The effects of 5-HT and m-chlorophenylpiperazine (m-CPP) on the efflux of [3H]-5-HT from human perfused platelets.

1. m-Chlorophenylpiperazine (m-CPP), a 5-HT1c-receptor agonist, induces migraine-like headaches when taken orally by migraine sufferers. The present study was undertaken to see what effects m-CPP had on 5-HT function in platelets. 2. Platelets from healthy male volunteers were loaded with [3H]-5-HT and continuously perfused in vitro with carboxygenated Krebs solution at 37 degrees C. After 30 min washout the effects of m-CPP, thrombin, 5-HT and ADP on the efflux of [3H]-5-HT were recorded. 3. m-CPP (0.5-500 microM) did not evoke an increase in the efflux of [3H]-5-HT over that occurring spontaneously whereas thrombin, unlabelled 5-HT and ADP did.
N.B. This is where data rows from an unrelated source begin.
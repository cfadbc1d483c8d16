//! Wallet balances.
//!
//! Tracks one balance per (user, coin). All mutations are atomic: either
//! the full operation succeeds or the balance is unchanged. A balance never
//! goes below zero.

use std::collections::HashMap;

use pitboss_types::{PitbossError, Result, Symbol, UserId, WalletEntry};
use rust_decimal::Decimal;

/// Per-(user, coin) balances.
#[derive(Debug, Clone, Default)]
pub struct WalletBook {
    balances: HashMap<(UserId, Symbol), Decimal>,
}

impl WalletBook {
    #[must_use]
    pub fn new() -> Self {
        Self::default()
    }

    /// Add `amount` to a wallet, creating it if needed. Returns the new balance.
    ///
    /// # Errors
    /// Returns `InvalidAmount` if `amount` is negative or the balance would
    /// overflow.
    pub fn credit(&mut self, user: UserId, symbol: &str, amount: Decimal) -> Result<Decimal> {
        if amount < Decimal::ZERO {
            return Err(PitbossError::InvalidAmount {
                reason: format!("cannot credit negative {symbol} amount {amount}"),
            });
        }
        let entry = self.balances.entry((user, symbol.to_string())).or_default();
        *entry = entry.checked_add(amount).ok_or_else(|| PitbossError::InvalidAmount {
            reason: format!("{symbol} balance overflow crediting {amount}"),
        })?;
        Ok(*entry)
    }

    /// Remove `amount` from a wallet. Returns the new balance.
    ///
    /// # Errors
    /// Returns `InvalidAmount` if `amount` is negative, or
    /// `InsufficientBalance` if the wallet holds less than `amount`.
    pub fn debit(&mut self, user: UserId, symbol: &str, amount: Decimal) -> Result<Decimal> {
        if amount < Decimal::ZERO {
            return Err(PitbossError::InvalidAmount {
                reason: format!("cannot debit negative {symbol} amount {amount}"),
            });
        }
        let available = self.balance(user, symbol);
        if available < amount {
            return Err(PitbossError::InsufficientBalance {
                symbol: symbol.to_string(),
                needed: amount,
                available,
            });
        }
        let entry = self.balances.entry((user, symbol.to_string())).or_default();
        *entry -= amount;
        Ok(*entry)
    }

    /// Balance of a (user, coin) pair. Missing wallets read as zero.
    #[must_use]
    pub fn balance(&self, user: UserId, symbol: &str) -> Decimal {
        self.balances
            .get(&(user, symbol.to_string()))
            .copied()
            .unwrap_or_default()
    }

    /// Circulating supply: sum of every wallet of `symbol`.
    #[must_use]
    pub fn total_supply(&self, symbol: &str) -> Decimal {
        self.balances
            .iter()
            .filter(|((_, s), _)| s == symbol)
            .fold(Decimal::ZERO, |acc, (_, balance)| acc.saturating_add(*balance))
    }

    /// Every wallet of `symbol`, in no particular order.
    #[must_use]
    pub fn holders(&self, symbol: &str) -> Vec<WalletEntry> {
        self.balances
            .iter()
            .filter(|((_, s), _)| s == symbol)
            .map(|((user, s), balance)| WalletEntry {
                user: *user,
                symbol: s.clone(),
                balance: *balance,
            })
            .collect()
    }

    /// All of one user's wallets, sorted by symbol.
    #[must_use]
    pub fn wallets_of(&self, user: UserId) -> Vec<(Symbol, Decimal)> {
        let mut out: Vec<(Symbol, Decimal)> = self
            .balances
            .iter()
            .filter(|((u, _), _)| *u == user)
            .map(|((_, s), balance)| (s.clone(), *balance))
            .collect();
        out.sort_by(|a, b| a.0.cmp(&b.0));
        out
    }
}
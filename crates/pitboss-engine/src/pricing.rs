//! Derived-currency price discovery.
//!
//! ```text
//!   computed = 1 + α · log10(1 + circulation / S)
//!   hm_new   = retain · hm_old + (1 − retain) · computed
//!   price    = base_price · hm
//! ```
//!
//! An enabled override short-circuits all of it.

use pitboss_types::constants::{HM_PRECISION, PRICE_PRECISION};
use pitboss_types::{Coin, PitbossError, PricingConfig, Result};
use rust_decimal::{Decimal, MathematicalOps};

/// Undamped multiplier for the current circulation.
///
/// Negative circulation is treated as zero.
///
/// # Errors
/// Returns [`PitbossError::InvariantViolation`] if the logarithm is undefined
/// or an intermediate value overflows.
pub fn computed_multiplier(circulation: Decimal, cfg: &PricingConfig) -> Result<Decimal> {
    let circulation = circulation.max(Decimal::ZERO);
    let arg = circulation
        .checked_div(cfg.circulation_scale)
        .and_then(|ratio| Decimal::ONE.checked_add(ratio))
        .ok_or_else(|| out_of_range("circulation ratio"))?;
    let log = arg.checked_log10().ok_or_else(|| PitbossError::InvariantViolation {
        reason: format!("log10 undefined for {arg}"),
    })?;
    cfg.alpha
        .checked_mul(log)
        .and_then(|scaled| Decimal::ONE.checked_add(scaled))
        .ok_or_else(|| out_of_range("multiplier"))
}

/// EMA step from `previous` toward the computed multiplier.
///
/// # Errors
/// See [`computed_multiplier`].
pub fn next_multiplier(previous: Decimal, circulation: Decimal, cfg: &PricingConfig) -> Result<Decimal> {
    let computed = computed_multiplier(circulation, cfg)?;
    let kept = cfg.ema_retain.checked_mul(previous);
    let moved = (Decimal::ONE - cfg.ema_retain).checked_mul(computed);
    let next = kept
        .zip(moved)
        .and_then(|(a, b)| a.checked_add(b))
        .ok_or_else(|| out_of_range("multiplier step"))?;
    Ok(next.round_dp(HM_PRECISION))
}

fn out_of_range(what: &str) -> PitbossError {
    PitbossError::InvariantViolation {
        reason: format!("{what} out of range"),
    }
}

/// Price of `coin` from its stored state. No writes, no feed. Saturates
/// rather than overflowing.
#[must_use]
pub fn resolve_price(coin: &Coin) -> Decimal {
    let market = &coin.market;
    if market.override_enabled {
        return market.override_price;
    }
    let price = if market.hm_enabled {
        coin.base_price.saturating_mul(market.hm_value)
    } else {
        coin.base_price
    };
    price.round_dp(PRICE_PRECISION)
}

#[cfg(test)]
mod tests {
    use pitboss_types::CoinMarket;

    use super::*;

    fn close(a: Decimal, b: Decimal) -> bool {
        (a - b).abs() < Decimal::new(1, 9)
    }

    fn gpc(market: CoinMarket) -> Coin {
        Coin {
            symbol: "GPC".into(),
            name: "GlorpCoin".into(),
            decimals: 4,
            base_price: Decimal::new(4000, 0),
            market,
        }
    }

    #[test]
    fn runaway_circulation_is_an_error() {
        let cfg = PricingConfig {
            circulation_scale: Decimal::new(1, 3),
            ..PricingConfig::default()
        };
        assert!(matches!(
            computed_multiplier(Decimal::MAX, &cfg),
            Err(PitbossError::InvariantViolation { .. })
        ));
    }

    #[test]
    fn empty_economy_multiplier_is_one() {
        let cfg = PricingConfig::default();
        assert!(close(computed_multiplier(Decimal::ZERO, &cfg).unwrap(), Decimal::ONE));
        assert!(close(computed_multiplier(Decimal::from(-50), &cfg).unwrap(), Decimal::ONE));
    }

    #[test]
    fn multiplier_grows_with_log_of_circulation() {
        let cfg = PricingConfig::default();
        // 1 + 900/100 = 10 → log10 = 1 → 1.1
        let m = computed_multiplier(Decimal::from(900), &cfg).unwrap();
        assert!(close(m, Decimal::new(11, 1)), "got {m}");
        // 1 + 9900/100 = 100 → 1.2
        let m = computed_multiplier(Decimal::from(9900), &cfg).unwrap();
        assert!(close(m, Decimal::new(12, 1)), "got {m}");
    }

    #[test]
    fn ema_damps_toward_computed() {
        let cfg = PricingConfig::default();
        let next = next_multiplier(Decimal::ONE, Decimal::from(900), &cfg).unwrap();
        // 0.7 × 1 + 0.3 × 1.1
        assert!(close(next, Decimal::new(103, 2)), "got {next}");
        let again = next_multiplier(next, Decimal::from(900), &cfg).unwrap();
        assert!(again > next && again < Decimal::new(11, 1));
    }

    #[test]
    fn override_wins() {
        let mut market = CoinMarket::floating(true);
        market.hm_value = Decimal::new(15, 1);
        market.override_enabled = true;
        market.override_price = Decimal::new(1234, 0);
        assert_eq!(resolve_price(&gpc(market)), Decimal::new(1234, 0));
    }

    #[test]
    fn multiplier_applies_only_when_enabled() {
        let mut market = CoinMarket::floating(false);
        market.hm_value = Decimal::new(105, 2);
        assert_eq!(resolve_price(&gpc(market.clone())), Decimal::new(4000, 0));
        market.hm_enabled = true;
        assert_eq!(resolve_price(&gpc(market)), Decimal::new(4200, 0));
    }
}
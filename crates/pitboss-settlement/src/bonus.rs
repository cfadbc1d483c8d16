//! Bonus modifiers for exact winners.
//!
//! The payout engine takes combo stacks and a perfect flag as plain inputs.
//! A [`BonusPolicy`] decides them from the bettor's history at settlement.

use std::fmt;

use pitboss_engine::Bonus;
use pitboss_types::constants::MAX_COMBO_STACKS;
use pitboss_types::{Bet, BetStatus};

/// Decides bonus modifiers for one exact winner.
pub trait BonusPolicy: fmt::Debug + Send + Sync {
    /// `history` is every bet row of the bettor, newest placement first.
    /// Rows of the match being settled are still pending.
    fn bonus(&self, history: &[Bet], loser_score: u8) -> Bonus;
}

/// No bonuses, ever.
#[derive(Debug, Clone, Copy, Default)]
pub struct NoBonus;

impl BonusPolicy for NoBonus {
    fn bonus(&self, _history: &[Bet], _loser_score: u8) -> Bonus {
        Bonus::none()
    }
}

/// One combo stack per consecutive paid settlement, most recent first.
/// A call on a shutout (loser score 0) is perfect.
#[derive(Debug, Clone, Copy)]
pub struct StreakBonus {
    pub max_stacks: u32,
}

impl Default for StreakBonus {
    fn default() -> Self {
        Self {
            max_stacks: MAX_COMBO_STACKS,
        }
    }
}

impl BonusPolicy for StreakBonus {
    fn bonus(&self, history: &[Bet], loser_score: u8) -> Bonus {
        let mut settled: Vec<&Bet> = history
            .iter()
            .filter(|b| b.status == BetStatus::Settled)
            .collect();
        // Stable: equal settlement times keep newest placement first.
        settled.sort_by(|a, b| b.updated_at.cmp(&a.updated_at));

        let streak = settled
            .iter()
            .take_while(|b| b.payout.unwrap_or(0) > 0)
            .count();

        Bonus {
            combo_stacks: u32::try_from(streak).unwrap_or(u32::MAX).min(self.max_stacks),
            perfect: loser_score == 0,
        }
    }
}
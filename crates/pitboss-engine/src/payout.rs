//! Pari-mutuel payout computation.
//!
//! An exact winner's payout is their stake scaled by the losers-to-winners
//! pool ratio, bounded to `[floor_ratio × stake, cap_multiple × stake]`,
//! then boosted by combo and perfect bonuses. The cap is applied again after
//! the bonuses: no multiplier can push a payout past it.
//!
//! The result is floored to whole base-currency units.

use pitboss_types::{PayoutConfig, PitbossError, Result};
use rust_decimal::Decimal;
use rust_decimal::prelude::ToPrimitive;

/// Bonus modifiers for one exact winner.
#[derive(Debug, Clone, Copy, Default, PartialEq, Eq)]
pub struct Bonus {
    /// Streak stacks. Values above the configured maximum are clamped.
    pub combo_stacks: u32,
    pub perfect: bool,
}

impl Bonus {
    #[must_use]
    pub fn none() -> Self {
        Self::default()
    }
}

/// Payout with the default rules.
///
/// # Errors
/// See [`payout_with`].
pub fn payout(stake: u64, winners_pool: u64, losers_pool: u64, bonus: Bonus) -> Result<u64> {
    payout_with(&PayoutConfig::default(), stake, winners_pool, losers_pool, bonus)
}

/// Payout for one exact winner's `stake`.
///
/// With an empty losers pool the ratio is 1: winners get their stake back
/// and no profit.
///
/// # Errors
/// Returns [`PitbossError::InvalidAmount`] if an intermediate product
/// overflows `Decimal` or the result does not fit in `u64`.
pub fn payout_with(
    rules: &PayoutConfig,
    stake: u64,
    winners_pool: u64,
    losers_pool: u64,
    bonus: Bonus,
) -> Result<u64> {
    if stake == 0 {
        return Ok(0);
    }
    let overflow = || PitbossError::InvalidAmount {
        reason: format!("payout for stake {stake} is not representable"),
    };
    let stake_d = Decimal::from(stake);

    // Multiply before dividing so exact ratios floor exactly.
    let base = if losers_pool == 0 {
        stake_d
    } else {
        stake_d
            .checked_mul(Decimal::from(losers_pool))
            .and_then(|v| v.checked_div(Decimal::from(winners_pool.max(1))))
            .ok_or_else(overflow)?
    };

    let floor = stake_d.checked_mul(rules.floor_ratio).ok_or_else(overflow)?;
    let cap = stake_d.checked_mul(rules.cap_multiple).ok_or_else(overflow)?;
    let mut amount = base.max(floor).min(cap);

    let stacks = bonus.combo_stacks.min(rules.max_combo_stacks);
    let combo = rules
        .combo_step
        .checked_mul(Decimal::from(stacks))
        .and_then(|step| Decimal::ONE.checked_add(step))
        .ok_or_else(overflow)?;
    amount = amount.checked_mul(combo).ok_or_else(overflow)?;
    if bonus.perfect {
        amount = amount.checked_mul(rules.perfect_multiplier).ok_or_else(overflow)?;
    }

    amount.min(cap).floor().to_u64().ok_or_else(overflow)
}
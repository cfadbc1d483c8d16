//! # pitboss-engine
//!
//! **Pure settlement math for Pitboss.**
//!
//! The engine is the compute plane. It takes ledger rows and configuration
//! and returns numbers. It has:
//!
//! - **Zero side effects**: no store access, no wallet writes, no clocks
//! - **Exact money arithmetic**: payouts and prices use `rust_decimal`
//! - **Deterministic output**: same bets and result → same payouts
//!
//! Ratings are the exception to decimal-only arithmetic: Elo is not money
//! and is computed in `f64`, then rounded to stored integers.

pub mod payout;
pub mod pool;
pub mod pricing;
pub mod rating;

pub use payout::{Bonus, payout, payout_with};
pub use pool::{PoolSplit, partition, side_totals};
pub use pricing::{computed_multiplier, next_multiplier, resolve_price};
pub use rating::{EloOutcome, expected_score, rate_match, update_elo};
The effects of 5-HT were potentiated by ADP. The results were identical whether or not the 5-HT reuptake blocker paroxetine (1 microM) was present. 4. m-CPP inhibited the increase in the efflux of [3H]-5-HT evoked by different concentrations of unlabelled 5-HT in the presence of ADP (2.5 microM) and displaced the 5-HT log concentration response curve to the right. A similar result was obtained with the 5-HT2-receptor antagonist ketanserin. 5. We conclude that m-CPP is a 5-HT2-receptor antagonist on human platelets, which is unlikely to account for its headache-inducing property, as many drugs effective in migraine prophylaxis have this action.